Learn more about what you receive with purchase of this case.

Oliveira v. Sugarman

Court of Appeals of Maryland

January 20, 2017


          Argued: October 7, 2016

         Circuit Court for Baltimore City Case No.: 24-C-14-001243

          Barbera, C.J. Greene Adkins McDonald Watts Hotten Getty, JJ.


          Adkins, J.

         Petitioners Albert F. Oliveira and Lena M. Oliveira filed suit against current and former members of iStar's Board of Directors and senior management in the Circuit Court for Baltimore City for breach of fiduciary duty, unjust enrichment, waste of corporate assets, breach of contract, and promissory estoppel arising from the Board of Directors' modification of performance-based executive compensation awards, which were granted in the form of stock. The Circuit Court dismissed all of Petitioners' claims for failure to state a claim, and the Court of Special Appeals affirmed. We hold that the traditional business judgment rule applies to a board of directors' decision to deny a shareholder litigation demand, not the heightened standard established by Boland v. Boland, 423 Md. 296 (2011). Furthermore, we hold that Petitioners do not allege facts sufficient to support direct claims for breach of contract or promissory estoppel. Thus, they are derivative claims that are subject to the business judgment rule. They were correctly dismissed.


         Petitioners are Albert F. Oliveira and Lena M. Oliveira, trustees for the Oliveira Family Trust, a shareholder of iStar Financial Inc. ("iStar"). iStar is a publicly traded real estate investment trust incorporated in Maryland with its principal place of business in New York. Respondents are iStar and current and former members of iStar's Board of Directors.[1]

         The 2008 Awards and 2009 Plan

         On December 19, 2008, iStar's Board of Directors ("the Board") granted over ten million performance-based restricted stock units to certain iStar executives and employees ("the 2008 Awards"). The Board intended for the awards to vest only if iStar common stock achieved any of the following average closing prices over a period of 20 consecutive days: $4.00 or more prior to December 19, 2009; $7.00 or more prior to December 19, 2010; or $10.00 or more prior to December 19, 2011. When the Board granted these awards, iStar did not have enough authorized shares of stock to pay the awards if they vested. Thus, in 2009, the Board sought shareholder approval of an issuance of additional stock units to be used for executive compensation.

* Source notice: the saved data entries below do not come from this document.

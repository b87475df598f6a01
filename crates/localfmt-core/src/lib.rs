#![warn(missing_docs)]
//! `localfmt-core` - turn whole-document formatter output into minimal text edits.
//!
//! # Overview
//!
//! Most command-line formatters read a complete document and print a complete reformatted
//! document. Editors, on the other hand, want small edits: they keep undo history readable,
//! preserve cursors and markers, and let range formatting touch only the requested lines.
//!
//! This crate is the bridge between the two:
//!
//! - [`diff::align`] computes an ordered, non-overlapping edit list between the original text
//!   and the formatter output in a single linear pass, preferring small whitespace-only edits.
//! - [`filter::filter_to_range`] narrows that list to the edits touching a requested range.
//! - [`TextDocument`] converts between character offsets and `(line, column)` positions.
//!
//! # Quick Start
//!
//! ```rust
//! use localfmt_core::{Position, Range, TextDocument};
//!
//! let document = TextDocument::new("let  x=1;\nlet y=2;\n");
//! let formatted = "let x = 1;\nlet y = 2;\n";
//!
//! // Whole document.
//! let edits = document.diff(formatted);
//! assert_eq!(document.apply_edits(&edits).unwrap(), formatted);
//!
//! // Only the first line.
//! let first_line = Range::new(Position::new(0, 0), Position::new(0, 9));
//! let edits = document.diff_in_range(formatted, first_line);
//! assert_eq!(
//!     document.apply_edits(&edits).unwrap(),
//!     "let x = 1;\nlet y=2;\n"
//! );
//! ```
//!
//! # Module Description
//!
//! - [`diff`] - whitespace-aware greedy aligner
//! - [`filter`] - range scoping of edit lists
//! - [`line_index`] - Rope based offset/position conversion
//! - [`document`] - immutable document snapshot
//! - [`apply`] - applying edit lists to text
//! - [`provider`] - range formatting provider interface
//!
//! # Unicode Support
//!
//! Offsets and columns count Unicode scalar values (`char`s), so a step of the aligner never
//! splits a multi-byte character. `localfmt-lsp` converts columns to UTF-16 code units.

pub mod apply;
pub mod diff;
pub mod document;
pub mod filter;
pub mod line_index;
pub mod provider;
pub mod text_edit;

pub use apply::{EditError, apply_offset_edits};
pub use diff::{align, is_whitespace};
pub use document::TextDocument;
pub use filter::{filter_offsets_to_range, filter_to_range};
pub use line_index::LineIndex;
pub use provider::{FormattingOptions, RangeFormattingProvider};
pub use text_edit::{OffsetEdit, Position, Range, TextEdit};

         On April 23, 2009, Chief Executive Officer ("CEO") Jay Sugarman sent a letter inviting iStar shareholders to the annual shareholders meeting. The letter indicated that at the meeting shareholders would be asked to "consider and vote upon a proposal to approve the iStar Financial Inc. 2009 Long-Term Incentive Plan" ("the 2009 Plan"). The mailing also included a notice of the annual shareholders' meeting, which explained that shareholders were to "consider and vote" on the 2009 Plan at the meeting. The notice indicated that the 2009 Plan was "further described in the accompanying proxy statement." Moreover, the Board included a letter introducing the proxy statement, which urged shareholders to approve the 2009 Plan. The letter told shareholders, "[I]t is crucial that we retain and motivate our senior leaders and key employees by granting long-term, performance-based equity incentive compensation." It continued, "In particular, if the 2009 Plan is not approved, we are obligated to settle existing performance-based awards granted on December 19, 2008 in cash, rather than common stock, if the performance and vesting conditions of those awards are achieved."

         The attached Schedule 14A Proxy Statement ("the 2009 Proxy Statement") further described the 2009 Plan, which authorized the issuance of an additional eight million shares of common stock. The Proxy Statement explained that "the ongoing financial crisis and its negative impact on [iStar] business and financial results" had led to a depletion of iStar shares issued in 2006. This new stock would allow iStar to settle the 2008 Awards-if they vested-with stock rather than cash, which would enable the corporation to preserve cash. The Proxy Statement also noted that approval of the 2009 Plan would "ensure, for federal tax purposes, the deductibility of compensation recognized by certain participants in the 2009 Plan which may otherwise be limited by Section 162(m) of the Internal Revenue Code." A copy of the 2009 Plan was attached to the Proxy Statement.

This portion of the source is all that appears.